May 20, 2012

Thurrott: Windows 8 Ditches the Aero Interface

Paul Thurrott details Microsoft's long-term Windows agenda:

"Today, Microsoft boasts of up to 1.3 billion active Windows users. Windows 8 is not for them, not for the most part: We get a few bones, like Storage Spaces and quicker boot times, but the desktop environment is pretty much just Windows 7++  (or Windows 7+1 for you non-programmers). But it is those very users who don’t want or need tablet functionality that are financing Microsoft’s push towards an OS—that is not really Windows—that will replace what they’re using. Maybe not in Windows 8. Maybe in Windows 9, or 10. But eventually."

Thurrott is no Microsoft antagonist. He's a well-known Windows technology writer, enthusiast and, perhaps, apologist, but he's not pleased with the direction Microsoft has taken with Windows 8.

Microsoft disclosed this week that it will discard the familiar Aero Glass desktop user interface in the upcoming Windows release:

We applied the principles of ‘clean and crisp’ when updating window and taskbar chrome. Gone are the glass and reflections. We squared off the edges of windows and the taskbar. We removed all the glows and gradients found on buttons within the chrome. We made the appearance of windows crisper by removing unnecessary shadows and transparency. The default window chrome is white, creating an airy and premium look. The taskbar continues to blend into the desktop wallpaper, but appears less complicated overall. To complete the story, we updated the appearance of most common controls, such as buttons, check boxes, sliders, and the Ribbon. We squared off the rounded edges, cleaned away gradients, and flattened the control backgrounds to align with our chrome changes. We also tweaked the colors to make them feel more modern and neutral.

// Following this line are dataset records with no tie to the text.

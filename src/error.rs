//! Application error types using thiserror
//!
//! Error hierarchy:
//! - ManifestError: Issues reading, parsing or writing package.json
//! - RegistryError: Issues with npm registry communication
//! - ConfigError: Issues with the configuration file or CLI policy
//! - SyncError: Failures while resynchronizing node_modules

use std::path::PathBuf;
use thiserror::Error;

/// Application-level error type
#[derive(Error, Debug)]
pub enum AppError {
    /// Manifest file related errors
    #[error(transparent)]
    Manifest(#[from] ManifestError),

    /// Package registry related errors
    #[error(transparent)]
    Registry(#[from] RegistryError),

    /// Configuration related errors
    #[error(transparent)]
    Config(#[from] ConfigError),

    /// Installed-state synchronization errors
    #[error(transparent)]
    Sync(#[from] SyncError),
}

/// Errors related to manifest file operations
#[derive(Error, Debug)]
pub enum ManifestError {
    /// Manifest file not found
    #[error("manifest file not found: {path}")]
    NotFound { path: PathBuf },

    /// Failed to read manifest file
    #[error("failed to read manifest file {path}: {source}")]
    ReadError {
        path: PathBuf,
        #[source]
        source: std::io::Error,
    },

    /// Failed to write manifest file
    #[error("failed to write manifest file {path}: {source}")]
    WriteError {
        path: PathBuf,
        #[source]
        source: std::io::Error,
    },

    /// JSON parsing error
    #[error("failed to parse JSON in {path}: {message}")]
    JsonParseError { path: PathBuf, message: String },

    /// Top-level JSON value is not an object
    #[error("expected a JSON object at the top level of {path}")]
    NotAnObject { path: PathBuf },

    /// Serialization of the updated manifest failed
    #[error("failed to serialize {path}: {message}")]
    SerializeError { path: PathBuf, message: String },
}

/// Errors related to package registry communication
#[derive(Error, Debug)]
pub enum RegistryError {
    /// Package not found in registry
    #[error("package '{package}' not found in {registry} registry")]
    PackageNotFound { package: String, registry: String },

    /// Network request failed
    #[error("failed to fetch package '{package}' from {registry}: {message}")]
    NetworkError {
        package: String,
        registry: String,
        message: String,
    },

    /// Rate limit exceeded
    #[error("rate limit exceeded for {registry} registry")]
    RateLimitExceeded { registry: String },

    /// Invalid response from registry
    #[error("invalid response from {registry} for '{package}': {message}")]
    InvalidResponse {
        package: String,
        registry: String,
        message: String,
    },

    /// Timeout
    #[error("timeout while fetching '{package}' from {registry}")]
    Timeout { package: String, registry: String },
}

/// Errors related to configuration
#[derive(Error, Debug)]
pub enum ConfigError {
    /// Explicitly requested configuration file does not exist
    #[error("configuration file not found: {path}")]
    NotFound { path: PathBuf },

    /// Failed to read configuration file
    #[error("failed to read configuration file {path}: {source}")]
    ReadError {
        path: PathBuf,
        #[source]
        source: std::io::Error,
    },

    /// TOML parsing error
    #[error("failed to parse configuration file {path}: {message}")]
    ParseError { path: PathBuf, message: String },

    /// Unknown dependency group name
    #[error("invalid dependency group '{value}': expected one of dependencies, devDependencies, peerDependencies, optionalDependencies, bundledDependencies")]
    InvalidGroup { value: String },

    /// Registry override is not a valid URL
    #[error("invalid registry URL '{value}': {message}")]
    InvalidRegistry { value: String, message: String },
}

/// Errors raised while resynchronizing installed packages
#[derive(Error, Debug)]
pub enum SyncError {
    /// Failed to remove a stale lock file
    #[error("failed to remove lock file {path}: {source}")]
    LockFileRemoval {
        path: PathBuf,
        #[source]
        source: std::io::Error,
    },

    /// Package manager command could not be started
    #[error("failed to run '{command}': {source}")]
    Spawn {
        command: String,
        #[source]
        source: std::io::Error,
    },

    /// Package manager command exited unsuccessfully
    #[error("'{command}' failed: {stderr}")]
    CommandFailed { command: String, stderr: String },
}

impl ManifestError {
    /// Creates a new NotFound error
    pub fn not_found(path: impl Into<PathBuf>) -> Self {
        ManifestError::NotFound { path: path.into() }
    }

    /// Creates a new ReadError
    pub fn read_error(path: impl Into<PathBuf>, source: std::io::Error) -> Self {
        ManifestError::ReadError {
            path: path.into(),
            source,
        }
    }

    /// Creates a new WriteError
    pub fn write_error(path: impl Into<PathBuf>, source: std::io::Error) -> Self {
        ManifestError::WriteError {
            path: path.into(),
            source,
        }
    }

    /// Creates a new JsonParseError
    pub fn json_parse_error(path: impl Into<PathBuf>, message: impl Into<String>) -> Self {
        ManifestError::JsonParseError {
            path: path.into(),
            message: message.into(),
        }
    }
}

impl RegistryError {
    /// Creates a new PackageNotFound error
    pub fn package_not_found(package: impl Into<String>, registry: impl Into<String>) -> Self {
        RegistryError::PackageNotFound {
            package: package.into(),
            registry: registry.into(),
        }
    }

    /// Creates a new NetworkError
    pub fn network_error(
        package: impl Into<String>,
        registry: impl Into<String>,
        message: impl Into<String>,
    ) -> Self {
        RegistryError::NetworkError {
            package: package.into(),
            registry: registry.into(),
            message: message.into(),
        }
    }

    /// Creates a new InvalidResponse error
    pub fn invalid_response(
        package: impl Into<String>,
        registry: impl Into<String>,
        message: impl Into<String>,
    ) -> Self {
        RegistryError::InvalidResponse {
            package: package.into(),
            registry: registry.into(),
            message: message.into(),
        }
    }

    /// Creates a new Timeout error
    pub fn timeout(package: impl Into<String>, registry: impl Into<String>) -> Self {
        RegistryError::Timeout {
            package: package.into(),
            registry: registry.into(),
        }
    }

    /// Returns true for a 404 lookup, the only registry failure a run recovers from
    pub fn is_not_found(&self) -> bool {
        matches!(self, RegistryError::PackageNotFound { .. })
    }
}

impl ConfigError {
    /// Creates a new ParseError
    pub fn parse_error(path: impl Into<PathBuf>, message: impl Into<String>) -> Self {
        ConfigError::ParseError {
            path: path.into(),
            message: message.into(),
        }
    }
}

In short, Microsoft is firmly moving the Windows 8 desktop in the direction of their new tablet UI, called Metro, even before that product reaches the public.

This is a really big deal for them and their customers. Throwing out the familiar Windows desktop UI in favor of a more Metro-like space is nothing short of betting Microsoft's future on a competitor's ideas, ideas with which Microsoft has repeatedly failed to gain traction (see all past efforts at selling Windows tablets).

Can there be any greater evidence that Apple's iPad and the mobile computing revolution are the future of personal computing?

Thurrott isn't happy about it. In his lede, he states:

It’s about the Windows team abandoning the very market that drove Windows’s success for over 25 years in order to chase a coming and potentially illusory market for tablet devices.

Thurrott's error: failing to see that today's technology may only hint at tomorrow's.

If the iPad and  Metro-based Windows tablets are as far as tablet computing will ever go, then Thurrott might have a point. Tablets are not capable of fully replacing laptops and desktops today. What will tomorrow bring?

Microsoft apparently believes the answer looks more like a tablet than a desktop.